Data provided:
━━━━━━
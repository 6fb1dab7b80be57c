use std::fmt;

use serde::{Deserialize, Serialize};

use crate::model::input::{ValidationError, PASSWORD_MIN_CHARS, USER_NAME_MAX_CHARS};

/// A registered user as returned by the API
#[derive(Clone, Debug, PartialEq, Eq, Serialize, Deserialize)]
#[cfg_attr(feature = "server", derive(utoipa::ToSchema))]
pub struct UserDto {
    pub id: i32,
    pub name: String,
    pub email: String,
}

/// Registration request body
#[derive(Clone, Serialize, Deserialize)]
#[cfg_attr(feature = "server", derive(utoipa::ToSchema))]
pub struct RegisterDto {
    pub name: String,
    pub email: String,
    pub password: String,
}

/// Login request body
#[derive(Clone, Serialize, Deserialize)]
#[cfg_attr(feature = "server", derive(utoipa::ToSchema))]
pub struct LoginDto {
    pub email: String,
    pub password: String,
}

impl fmt::Debug for RegisterDto {
    fn fmt(&self, f: &mut fmt::Formatter<'_>) -> fmt::Result {
        f.debug_struct("RegisterDto")
            .field("name", &self.name)
            .field("email", &self.email)
            .field("password", &"<redacted>")
            .finish()
    }
}

impl fmt::Debug for LoginDto {
    fn fmt(&self, f: &mut fmt::Formatter<'_>) -> fmt::Result {
        f.debug_struct("LoginDto")
            .field("email", &self.email)
            .field("password", &"<redacted>")
            .finish()
    }
}

impl RegisterDto {
    /// Checks field constraints and returns the trimmed name and normalized email.
    pub fn validate(&self) -> Result<(String, String), ValidationError> {
        let name = self.name.trim();
        let name_len = name.chars().count();
        if name_len == 0 || name_len > USER_NAME_MAX_CHARS {
            return Err(ValidationError::UserName);
        }

        let email = normalize_email(&self.email)?;

        if self.password.chars().count() < PASSWORD_MIN_CHARS {
            return Err(ValidationError::Password);
        }

        Ok((name.to_string(), email))
    }
}

/// Trims and lower-cases an email address after a basic shape check.
///
/// Requires a non-empty local part and a domain containing a dot that neither starts
/// nor ends the domain.
pub fn normalize_email(raw: &str) -> Result<String, ValidationError> {
    let email = raw.trim().to_lowercase();
    let invalid = || ValidationError::Email(raw.to_string());

    let (local, domain) = email.split_once('@').ok_or_else(invalid)?;

    let domain_ok = domain.contains('.')
        && !domain.starts_with('.')
        && !domain.ends_with('.')
        && !domain.contains('@');

    if local.is_empty() || !domain_ok || email.chars().any(char::is_whitespace) {
        return Err(invalid());
    }

    Ok(email)
}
━━━━━━
What is required: Pull out every line in the material above where "self" occurs.

Exercise solution:
    fn fmt(&self, f: &mut fmt::Formatter<'_>) -> fmt::Result {
            .field("name", &self.name)
            .field("email", &self.email)
    fn fmt(&self, f: &mut fmt::Formatter<'_>) -> fmt::Result {
            .field("email", &self.email)
    pub fn validate(&self) -> Result<(String, String), ValidationError> {
        let name = self.name.trim();
        let email = normalize_email(&self.email)?;
        if self.password.chars().count() < PASSWORD_MIN_CHARS {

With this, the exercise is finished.